I got a firmer grip on them instead. "I'll let go when you make sense, and the clock's ticking. Every minute that goes by, I squeeze harder. You won't have any left inside of five."
"He wants to run for president, and he's using Ohio as his podium," Isaac rushed out in one breath. "Oliver stumbled across Hennessey a few years ago. Think it was when he was buying pu**y on the side. Hennessey came up with the idea to harvest people for feedings, like he had in Mexico, and Oliver loved it. Problem is, it's the pretty young girls who sell most easily, but things get messy when a bunch of them go missing. So they make a deal. Hennessey cleans the streets of the homeless, drug dealers, prostitutes, and degenerates as his end of the bargain, and Oliver makes sure the paperwork disappears on any of the high-end tail Hennessey needs to keep his clients happy. But that got to be a lot of work, so Hennessey began getting the girls' addresses and stopping the reports before they started. Made my job a lot easier, not having to listen to all those sniveling families. It was perfect. Crime rate goes down, economy goes up, voters are happy, Oliver looks like Ohio's savior...and Hennessey makes a bundle."
I was shaking my head in disbelief at the sheer callousness of it all. Frankly, I didn't know who was worse-Hennessey, for doing it, or Oliver, for making himself out as a hero on the bones of hundreds of victims.
"Oliver sent you to kill me, clearly, but what about my mother and the other girls who were at that house?

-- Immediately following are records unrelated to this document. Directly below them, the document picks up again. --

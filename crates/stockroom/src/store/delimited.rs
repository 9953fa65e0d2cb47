//! CSV-backed store.

use std::collections::HashSet;
use std::fs::{self, File, OpenOptions};
use std::io::{BufWriter, Read, Seek, SeekFrom, Write};
use std::path::{Path, PathBuf};

use tracing::{debug, info, warn};

use crate::error::{Result, StockroomError, ValidationError};
use crate::money::Money;
use crate::record::{Item, ItemBuilder};
use crate::schema::{self, Field};
use crate::table::Table;

use super::metadata::{StoreMetadata, fingerprint};
use super::{Store, StoreConfig};

/// A table persisted as a delimited file with a header row.
///
/// The header must name exactly the schema's fields. Column order in an
/// existing file is respected on load and on append; a full save always
/// writes schema order.
#[derive(Debug, Clone)]
pub struct CsvStore {
    path: PathBuf,
    config: StoreConfig,
}

impl CsvStore {
    /// Refer to an existing store file. Nothing is read until [`Store::load`].
    pub fn open(path: impl Into<PathBuf>) -> Self {
        Self::with_config(path, StoreConfig::default())
    }

    pub fn with_config(path: impl Into<PathBuf>, config: StoreConfig) -> Self {
        Self {
            path: path.into(),
            config,
        }
    }

    /// Write a header-only store at `path`, replacing any existing file.
    pub fn create(path: impl Into<PathBuf>, config: StoreConfig) -> Result<Self> {
        let store = Self::with_config(path, config);
        store.save(&Table::new())?;
        info!(path = %store.path.display(), "created empty inventory store");
        Ok(store)
    }

    fn io_error(&self, source: std::io::Error) -> StockroomError {
        StockroomError::Io {
            path: self.path.clone(),
            source,
        }
    }

    fn read_bytes(&self) -> Result<Vec<u8>> {
        fs::read(&self.path).map_err(|e| self.io_error(e))
    }

    fn reader<'a>(&self, bytes: &'a [u8]) -> csv::Reader<&'a [u8]> {
        csv::ReaderBuilder::new()
            .delimiter(self.config.delimiter)
            .has_headers(true)
            .flexible(false)
            .from_reader(bytes)
    }

    /// Column order of the file on disk.
    fn header_fields(&self, bytes: &[u8]) -> Result<Vec<Field>> {
        if bytes.iter().all(u8::is_ascii_whitespace) {
            return Err(StockroomError::EmptyStore(self.path.clone()));
        }
        let mut reader = self.reader(bytes);
        let headers = reader.headers()?.clone();
        map_header(headers.iter())
    }

    fn parse_rows(&self, bytes: &[u8]) -> Result<Table> {
        let columns = self.header_fields(bytes)?;
        let mut reader = self.reader(bytes);
        let mut table = Table::new();

        for (index, result) in reader.records().enumerate() {
            let row = index + 1;
            let record = result?;

            let mut builder = ItemBuilder::new(&table);
            let mut stored_total = None;
            for (field, raw) in columns.iter().zip(record.iter()) {
                if field.is_derived() {
                    stored_total = Some(raw);
                    continue;
                }
                builder.set(*field, raw).map_err(|e| match e {
                    ValidationError::DuplicateIdentifier(id) => StockroomError::DuplicateRow { row, id },
                    source => StockroomError::Parse {
                        row,
                        column: *field,
                        source,
                    },
                })?;
            }
            let item = builder.build().map_err(|source| StockroomError::Parse {
                row,
                column: Field::Quantity,
                source,
            })?;

            if let Some(raw) = stored_total {
                if raw.trim().parse::<Money>().ok() != Some(item.total_value()) {
                    warn!(
                        row,
                        id = item.id(),
                        stored = raw,
                        computed = %item.total_value(),
                        "stored Total_Value disagrees with Sales_Price x Quantity; using computed value"
                    );
                }
            }

            table
                .insert(item)
                .map_err(|e| StockroomError::Parse {
                    row,
                    column: Field::ItemId,
                    source: e,
                })?;
        }

        Ok(table)
    }

    /// Whether the file's last byte is a line terminator. Empty files count
    /// as terminated.
    fn ends_with_newline(&self) -> Result<bool> {
        let mut file = File::open(&self.path).map_err(|e| self.io_error(e))?;
        let len = file.metadata().map_err(|e| self.io_error(e))?.len();
        if len == 0 {
            return Ok(true);
        }
        let mut last = [0u8; 1];
        file.seek(SeekFrom::End(-1)).map_err(|e| self.io_error(e))?;
        file.read_exact(&mut last).map_err(|e| self.io_error(e))?;
        Ok(last[0] == b'\n' || last[0] == b'\r')
    }
}

impl Store for CsvStore {
    fn load(&self) -> Result<(Table, StoreMetadata)> {
        let bytes = self.read_bytes()?;
        let table = self.parse_rows(&bytes)?;
        let metadata = StoreMetadata::new(self.path.clone(), &bytes, table.len());
        info!(
            path = %self.path.display(),
            rows = table.len(),
            hash = %metadata.hash,
            "loaded inventory store"
        );
        Ok((table, metadata))
    }

    fn save(&self, table: &Table) -> Result<()> {
        let file = File::create(&self.path).map_err(|e| self.io_error(e))?;
        let mut writer = csv::WriterBuilder::new()
            .delimiter(self.config.delimiter)
            .from_writer(BufWriter::new(file));

        writer.write_record(schema::header())?;
        for item in table {
            writer.write_record(item.to_row())?;
        }
        writer.flush().map_err(|e| self.io_error(e))?;

        info!(path = %self.path.display(), rows = table.len(), "saved inventory store");
        Ok(())
    }

    fn append(&self, item: &Item) -> Result<()> {
        let bytes = self.read_bytes()?;
        let columns = self.header_fields(&bytes)?;
        let needs_newline = !self.ends_with_newline()?;

        let mut file = OpenOptions::new()
            .append(true)
            .open(&self.path)
            .map_err(|e| self.io_error(e))?;
        if needs_newline {
            file.write_all(b"\n").map_err(|e| self.io_error(e))?;
        }

        let mut writer = csv::WriterBuilder::new()
            .delimiter(self.config.delimiter)
            .has_headers(false)
            .from_writer(file);
        writer.write_record(columns.iter().map(|&f| item.get(f).to_string()))?;
        writer.flush().map_err(|e| self.io_error(e))?;

        debug!(path = %self.path.display(), id = item.id(), "appended item");
        Ok(())
    }

    fn fingerprint(&self) -> Result<String> {
        Ok(fingerprint(&self.read_bytes()?))
    }

    fn path(&self) -> &Path {
        &self.path
    }
}

/// Match header names to fields.
///
/// The header must be a permutation of the schema: every field present once,
/// nothing else.
fn map_header<'a>(names: impl Iterator<Item = &'a str>) -> Result<Vec<Field>> {
    let mut columns = Vec::new();
    let mut seen = HashSet::new();
    let mut unexpected = Vec::new();
    let mut duplicated = Vec::new();

    for name in names {
        match name.parse::<Field>() {
            Ok(field) => {
                if !seen.insert(field) {
                    duplicated.push(name.to_string());
                }
                columns.push(field);
            }
            Err(_) => unexpected.push(name.to_string()),
        }
    }

    let missing: Vec<String> = schema::fields()
        .iter()
        .filter(|f| !seen.contains(*f))
        .map(|f| f.name().to_string())
        .collect();

    if missing.is_empty() && unexpected.is_empty() && duplicated.is_empty() {
        Ok(columns)
    } else {
        Err(StockroomError::SchemaMismatch {
            missing,
            unexpected,
            duplicated,
        })
    }
}
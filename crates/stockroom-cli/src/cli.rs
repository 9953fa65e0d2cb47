//! CLI argument definitions using clap.

use clap::Parser;
use std::path::PathBuf;

/// Stockroom: interactive inventory editor
#[derive(Parser)]
#[command(name = "stockroom")]
#[command(version, about, long_about = None)]
pub struct Cli {
    /// Existing inventory file to open. Omit to create a new one.
    #[arg(value_name = "FILE")]
    pub file: Option<PathBuf>,
}
//! A single inventory record.

use std::cmp::Ordering;

use crate::error::ValidationError;
use crate::money::Money;
use crate::schema::Field;

use super::value::FieldValue;

/// One inventory item.
///
/// Items are only built through [`super::ItemBuilder`], so every instance has
/// a non-empty normalized Item_ID and a Total_Value equal to
/// `sales_price × quantity`. Mutation goes through [`Item::apply`], which
/// keeps the total in step.
#[derive(Debug, Clone, PartialEq, Eq)]
pub struct Item {
    id: String,
    item_name: String,
    category: String,
    material: String,
    color: String,
    sizes: String,
    vendor: String,
    purchase_price: Money,
    sales_price: Money,
    quantity: u64,
    total_value: Money,
}

impl Item {
    #[allow(clippy::too_many_arguments)]
    pub(crate) fn new(
        id: String,
        item_name: String,
        category: String,
        material: String,
        color: String,
        sizes: String,
        vendor: String,
        purchase_price: Money,
        sales_price: Money,
        quantity: u64,
    ) -> Result<Self, ValidationError> {
        let total_value = total_of(sales_price, quantity, Field::Quantity)?;
        Ok(Self {
            id,
            item_name,
            category,
            material,
            color,
            sizes,
            vendor,
            purchase_price,
            sales_price,
            quantity,
            total_value,
        })
    }

    pub fn id(&self) -> &str {
        &self.id
    }

    pub fn item_name(&self) -> &str {
        &self.item_name
    }

    pub fn category(&self) -> &str {
        &self.category
    }

    pub fn vendor(&self) -> &str {
        &self.vendor
    }

    pub fn purchase_price(&self) -> Money {
        self.purchase_price
    }

    pub fn sales_price(&self) -> Money {
        self.sales_price
    }

    pub fn quantity(&self) -> u64 {
        self.quantity
    }

    pub fn total_value(&self) -> Money {
        self.total_value
    }

    /// Typed read of any field, including the derived one.
    pub fn get(&self, field: Field) -> FieldValue {
        match field {
            Field::ItemId => FieldValue::Text(self.id.clone()),
            Field::ItemName => FieldValue::Text(self.item_name.clone()),
            Field::Category => FieldValue::Text(self.category.clone()),
            Field::Material => FieldValue::Text(self.material.clone()),
            Field::Color => FieldValue::Text(self.color.clone()),
            Field::Sizes => FieldValue::Text(self.sizes.clone()),
            Field::Vendor => FieldValue::Text(self.vendor.clone()),
            Field::PurchasePrice => FieldValue::Price(self.purchase_price),
            Field::SalesPrice => FieldValue::Price(self.sales_price),
            Field::Quantity => FieldValue::Count(self.quantity),
            Field::TotalValue => FieldValue::Price(self.total_value),
        }
    }

    /// Set one field. Nothing changes on error.
    ///
    /// Item_ID uniqueness is the table's concern; see
    /// [`crate::table::Table::update_field`].
    pub(crate) fn apply(&mut self, field: Field, value: FieldValue) -> Result<(), ValidationError> {
        match (field, value) {
            (Field::TotalValue, _) => return Err(ValidationError::ReadOnlyField(field)),
            (Field::ItemId, FieldValue::Text(v)) => {
                if v.is_empty() {
                    return Err(ValidationError::EmptyIdentifier);
                }
                self.id = v;
            }
            (Field::ItemName, FieldValue::Text(v)) => self.item_name = v,
            (Field::Category, FieldValue::Text(v)) => self.category = v,
            (Field::Material, FieldValue::Text(v)) => self.material = v,
            (Field::Color, FieldValue::Text(v)) => self.color = v,
            (Field::Sizes, FieldValue::Text(v)) => self.sizes = v,
            (Field::Vendor, FieldValue::Text(v)) => self.vendor = v,
            (Field::PurchasePrice, FieldValue::Price(v)) => self.purchase_price = v,
            (Field::SalesPrice, FieldValue::Price(v)) => {
                self.total_value = total_of(v, self.quantity, field)?;
                self.sales_price = v;
            }
            (Field::Quantity, FieldValue::Count(v)) => {
                self.total_value = total_of(self.sales_price, v, field)?;
                self.quantity = v;
            }
            (field, value) => {
                return Err(ValidationError::InvalidNumber {
                    field,
                    input: value.to_string(),
                });
            }
        }
        Ok(())
    }

    /// Every value rendered as text, in schema order.
    pub fn to_row(&self) -> Vec<String> {
        Field::ALL.iter().map(|&f| self.get(f).to_string()).collect()
    }

    /// Ascending order on one field: text compares lexicographically,
    /// prices and counts numerically.
    pub fn compare_field(&self, other: &Item, field: Field) -> Ordering {
        match field {
            Field::ItemId => self.id.cmp(&other.id),
            Field::ItemName => self.item_name.cmp(&other.item_name),
            Field::Category => self.category.cmp(&other.category),
            Field::Material => self.material.cmp(&other.material),
            Field::Color => self.color.cmp(&other.color),
            Field::Sizes => self.sizes.cmp(&other.sizes),
            Field::Vendor => self.vendor.cmp(&other.vendor),
            Field::PurchasePrice => self.purchase_price.cmp(&other.purchase_price),
            Field::SalesPrice => self.sales_price.cmp(&other.sales_price),
            Field::Quantity => self.quantity.cmp(&other.quantity),
            Field::TotalValue => self.total_value.cmp(&other.total_value),
        }
    }
}

fn total_of(sales_price: Money, quantity: u64, blame: Field) -> Result<Money, ValidationError> {
    sales_price
        .checked_mul_quantity(quantity)
        .ok_or(ValidationError::ValueTooLarge { field: blame })
}
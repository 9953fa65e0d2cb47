//! The "view inventory as table" sub-menu: report creation and sorting.

use std::io::{BufRead, Write};

use stockroom::{Field, Result, StockroomError};

use super::console::is_exit;
use super::files::choose_report_path;
use super::menu::{REPORT_MENU, ReportChoice};
use super::{Session, SessionState};

impl<R: BufRead, W: Write> Session<R, W> {
    pub(super) fn view_inventory(&mut self) -> Result<()> {
        loop {
            self.transition(SessionState::AwaitingField);
            self.console.say(REPORT_MENU)?;
            let answer = self.console.ask("Select a number or x to exit: ")?;

            let outcome = match answer.parse::<ReportChoice>() {
                Ok(ReportChoice::Create) => self.create_report(),
                Ok(ReportChoice::Sort) => self.sort_report(),
                Ok(ReportChoice::Back) => return Ok(()),
                Err(()) => self.console.error("Must select a valid number."),
            };
            match outcome {
                Err(StockroomError::InputClosed) => return Err(StockroomError::InputClosed),
                Err(e) => self.console.error(e)?,
                Ok(()) => {}
            }
        }
    }

    /// Write the unsorted grid, asking before replacing an existing file.
    fn create_report(&mut self) -> Result<()> {
        let text = self.reporter.render(&self.table, None);
        let path = choose_report_path(&mut self.console, self.store.path())?;

        self.reporter.write_report(&path, &text)?;
        self.console.success(format!("Table saved to file {}", path.display()))?;
        self.report_path = Some(path);
        Ok(())
    }

    /// Pick sort columns one at a time, then rewrite the report sorted.
    fn sort_report(&mut self) -> Result<()> {
        let Some(path) = self.report_path.clone() else {
            return self
                .console
                .error("Must create table or reset existing before sorting.");
        };

        let mut keys: Vec<Field> = Vec::new();
        loop {
            self.console.say(sort_prompt(&keys))?;
            let answer = self
                .console
                .ask("Enter a column number to sort by, or x when done: ")?;
            if is_exit(&answer) {
                break;
            }
            match answer.trim().parse::<usize>().ok().and_then(Field::from_number) {
                Some(field) if !keys.contains(&field) => keys.push(field),
                _ => self.console.error("Invalid option or already selected")?,
            }
        }

        if keys.is_empty() {
            return self.console.say("Exiting sorting...");
        }

        let text = self.reporter.render(&self.table, Some(&keys));
        self.reporter.write_report(&path, &text)?;
        self.console
            .success(format!("Sorted table saved to file {}", path.display()))
    }
}

/// Numbered column list followed by what has been picked so far.
fn sort_prompt(selected: &[Field]) -> String {
    let mut text = String::from("\nColumns:\n");
    for (i, field) in Field::ALL.iter().enumerate() {
        text.push_str(&format!("  {:>2}. {}\n", i + 1, field));
    }
    let names: Vec<&str> = selected.iter().map(|f| f.name()).collect();
    text.push_str(&format!("Selected Columns: [{}]", names.join(", ")));
    text
}
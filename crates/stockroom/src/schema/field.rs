//! The fixed inventory columns.

use std::fmt;
use std::str::FromStr;

use serde::{Deserialize, Serialize};

use super::types::FieldKind;

/// One column of the inventory schema.
///
/// Variants are declared in schema order; `Ord` follows that order.
#[derive(Debug, Clone, Copy, PartialEq, Eq, PartialOrd, Ord, Hash, Serialize, Deserialize)]
pub enum Field {
    #[serde(rename = "Item_ID")]
    ItemId,
    #[serde(rename = "Item_Name")]
    ItemName,
    #[serde(rename = "Category")]
    Category,
    #[serde(rename = "Material")]
    Material,
    #[serde(rename = "Color")]
    Color,
    #[serde(rename = "Sizes")]
    Sizes,
    #[serde(rename = "Vendor")]
    Vendor,
    #[serde(rename = "Purchase_Price")]
    PurchasePrice,
    #[serde(rename = "Sales_Price")]
    SalesPrice,
    #[serde(rename = "Quantity")]
    Quantity,
    #[serde(rename = "Total_Value")]
    TotalValue,
}

impl Field {
    /// Every field, in schema order.
    pub const ALL: [Field; 11] = [
        Field::ItemId,
        Field::ItemName,
        Field::Category,
        Field::Material,
        Field::Color,
        Field::Sizes,
        Field::Vendor,
        Field::PurchasePrice,
        Field::SalesPrice,
        Field::Quantity,
        Field::TotalValue,
    ];

    /// Column name as it appears in the store header.
    pub const fn name(&self) -> &'static str {
        match self {
            Field::ItemId => "Item_ID",
            Field::ItemName => "Item_Name",
            Field::Category => "Category",
            Field::Material => "Material",
            Field::Color => "Color",
            Field::Sizes => "Sizes",
            Field::Vendor => "Vendor",
            Field::PurchasePrice => "Purchase_Price",
            Field::SalesPrice => "Sales_Price",
            Field::Quantity => "Quantity",
            Field::TotalValue => "Total_Value",
        }
    }

    pub const fn kind(&self) -> FieldKind {
        match self {
            Field::ItemId => FieldKind::Identifier,
            Field::ItemName
            | Field::Category
            | Field::Material
            | Field::Color
            | Field::Sizes
            | Field::Vendor => FieldKind::Text,
            Field::PurchasePrice | Field::SalesPrice => FieldKind::Price,
            Field::Quantity => FieldKind::Count,
            Field::TotalValue => FieldKind::Derived,
        }
    }

    /// Zero-based position in the schema.
    pub fn position(&self) -> usize {
        *self as usize
    }

    /// Look up a field by its one-based menu number.
    pub fn from_number(number: usize) -> Option<Field> {
        number.checked_sub(1).and_then(|i| Field::ALL.get(i).copied())
    }

    pub fn is_derived(&self) -> bool {
        self.kind() == FieldKind::Derived
    }

    /// Whether an operator may set this field through an edit.
    ///
    /// Item_ID is editable, subject to the uniqueness rule.
    pub fn is_editable(&self) -> bool {
        !self.is_derived()
    }
}

impl fmt::Display for Field {
    fn fmt(&self, f: &mut fmt::Formatter<'_>) -> fmt::Result {
        f.write_str(self.name())
    }
}

/// Parses an exact column name.
impl FromStr for Field {
    type Err = crate::error::ValidationError;

    fn from_str(s: &str) -> Result<Self, Self::Err> {
        Field::ALL
            .iter()
            .copied()
            .find(|f| f.name() == s)
            .ok_or_else(|| crate::error::ValidationError::UnknownField(s.to_string()))
    }
}

#[cfg(test)]
mod tests {
    use super::*;

    #[test]
    fn test_positions_follow_declaration_order() {
        for (i, field) in Field::ALL.iter().enumerate() {
            assert_eq!(field.position(), i);
        }
    }

    #[test]
    fn test_from_number() {
        assert_eq!(Field::from_number(1), Some(Field::ItemId));
        assert_eq!(Field::from_number(11), Some(Field::TotalValue));
        assert_eq!(Field::from_number(0), None);
        assert_eq!(Field::from_number(12), None);
    }

    #[test]
    fn test_parse_exact_name() {
        assert_eq!("Sales_Price".parse::<Field>(), Ok(Field::SalesPrice));
        assert!("sales_price".parse::<Field>().is_err());
        assert!("Supplier".parse::<Field>().is_err());
    }

    #[test]
    fn test_only_total_is_read_only() {
        let read_only: Vec<_> = Field::ALL.iter().filter(|f| !f.is_editable()).collect();
        assert_eq!(read_only, vec![&Field::TotalValue]);
    }
}
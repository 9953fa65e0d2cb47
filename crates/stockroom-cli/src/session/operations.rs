//! Add, edit, remove, and view operations.

use std::io::{BufRead, Write};

use stockroom::{Field, ItemBuilder, Result, ValidationError, render_item, schema};
use tracing::debug;

use super::console::is_exit;
use super::{Session, SessionState};

impl<R: BufRead, W: Write> Session<R, W> {
    /// Prompt for every input field, then optionally append the new item.
    pub(super) fn add_item(&mut self) -> Result<()> {
        self.console.say("Adding new item...")?;
        self.transition(SessionState::AwaitingField);

        let mut builder = ItemBuilder::new(&self.table);
        for field in schema::input_fields() {
            loop {
                let raw = self.console.ask(format!("{}: ", field))?;
                match builder.set(field, &raw) {
                    Ok(()) => break,
                    Err(e) => self.console.error(e)?,
                }
            }
        }
        let item = match builder.build() {
            Ok(item) => item,
            Err(e) => return self.console.error(e),
        };

        if let Err(e) = self.table.insert(item.clone()) {
            return self.console.error(e);
        }
        self.dirty = true;
        self.console.say(format!("\n{}\n", render_item(&item)))?;

        self.transition(SessionState::AwaitingConfirmation);
        if self.console.confirm("Would you like to save changes? (y/n) ")? {
            self.store.append(&item)?;
            self.snapshot = self.table.clone();
            self.dirty = false;
            self.refresh_fingerprint();
            self.console.success("Changes saved.")?;
        } else {
            self.console.say("Changes discarded.")?;
        }
        Ok(())
    }

    /// Pick an item, edit fields by name until `x`, then offer a full save.
    pub(super) fn edit_item(&mut self) -> Result<()> {
        self.console.say("Editing item...")?;
        self.transition(SessionState::AwaitingField);

        let Some(index) = self.prompt_for_item()? else {
            return Ok(());
        };

        loop {
            self.transition(SessionState::AwaitingField);
            let listing = render_item(&self.table.all()[index]);
            self.console.say(format!("\n{}\n", listing))?;

            let name = self
                .console
                .ask("Enter the name of the column to edit or x to exit: ")?;
            if is_exit(&name) {
                break;
            }

            let field = match name.trim().parse::<Field>() {
                Ok(field) if field.is_editable() => field,
                Ok(field) => {
                    self.console.error(ValidationError::ReadOnlyField(field))?;
                    continue;
                }
                Err(e) => {
                    self.console.error(e)?;
                    continue;
                }
            };

            loop {
                let raw = self.console.ask(format!("{}: ", field))?;
                let id = self.table.all()[index].id().to_string();
                match self.table.update_field(&id, field, &raw) {
                    Ok(()) => {
                        debug!(id = %id, field = %field, "field updated");
                        self.dirty = true;
                        break;
                    }
                    Err(e) => self.console.error(e)?,
                }
            }
        }

        self.offer_save()
    }

    /// Remove items one confirmed ID at a time; offer a full save on `x`.
    pub(super) fn remove_item(&mut self) -> Result<()> {
        self.console.say("Removing item...")?;

        loop {
            self.transition(SessionState::AwaitingField);
            let raw = self.console.ask("Enter the item ID or x to exit: ")?;
            if is_exit(&raw) {
                return self.offer_save();
            }

            let item = match self.table.lookup(&raw) {
                Ok(index) => &self.table.all()[index],
                Err(e) => {
                    self.console.error(e)?;
                    continue;
                }
            };
            let id = item.id().to_string();
            let listing = render_item(item);
            self.console.say(format!("\n{}\n", listing))?;

            self.transition(SessionState::AwaitingConfirmation);
            if self
                .console
                .confirm_strict(format!("Confirm removal of item {}? (y/n) ", id))?
            {
                match self.table.remove(&id) {
                    Ok(_) => {
                        self.dirty = true;
                        self.console.say(format!("Item {} successfully removed.\n", id))?;
                    }
                    Err(e) => self.console.error(e)?,
                }
            } else {
                self.console.say("Removal cancelled.\n")?;
            }
        }
    }

    /// Look items up and display them until `x`. Read-only.
    pub(super) fn view_item(&mut self) -> Result<()> {
        self.console.say("Viewing item...")?;
        self.transition(SessionState::AwaitingField);

        loop {
            let raw = self.console.ask("Enter the item ID or x to exit: ")?;
            if is_exit(&raw) {
                return Ok(());
            }
            match self.table.lookup(&raw) {
                Ok(index) => {
                    let listing = render_item(&self.table.all()[index]);
                    self.console.say(format!("\n{}\n", listing))?;
                }
                Err(e) => self.console.error(e)?,
            }
        }
    }

    /// Prompt until an existing Item_ID is entered. `None` on `x`.
    fn prompt_for_item(&mut self) -> Result<Option<usize>> {
        loop {
            let raw = self.console.ask("Enter the item ID or x to exit: ")?;
            if is_exit(&raw) {
                return Ok(None);
            }
            match self.table.lookup(&raw) {
                Ok(index) => return Ok(Some(index)),
                Err(e) => self.console.error(e)?,
            }
        }
    }
}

What were you going to do with them, and I dare you to lie to me."
My new clench got a squeak from him, but it also made my point. What he told me next was no candy-coated fabrication.
"Oliver freaked when he heard about the police all over that house and how some girls were recovered alive. He wants any traces to him erased, so I was supposed to shoot you, and then plant a bomb at the hospital where they're taking the girls. Oliver was going to pin it on Muslim extremists. He saw how Bush's numbers spiked right after 9/11, so he thought it would push him over the top as the next presidential candidate."
"You fucker," I growled. "Where's the bomb?"
"In the trunk."
I thought rapidly. Oliver would be expecting a ka-boom within the next couple hours, and when it didn't happen, he'd send someone else to finish the job.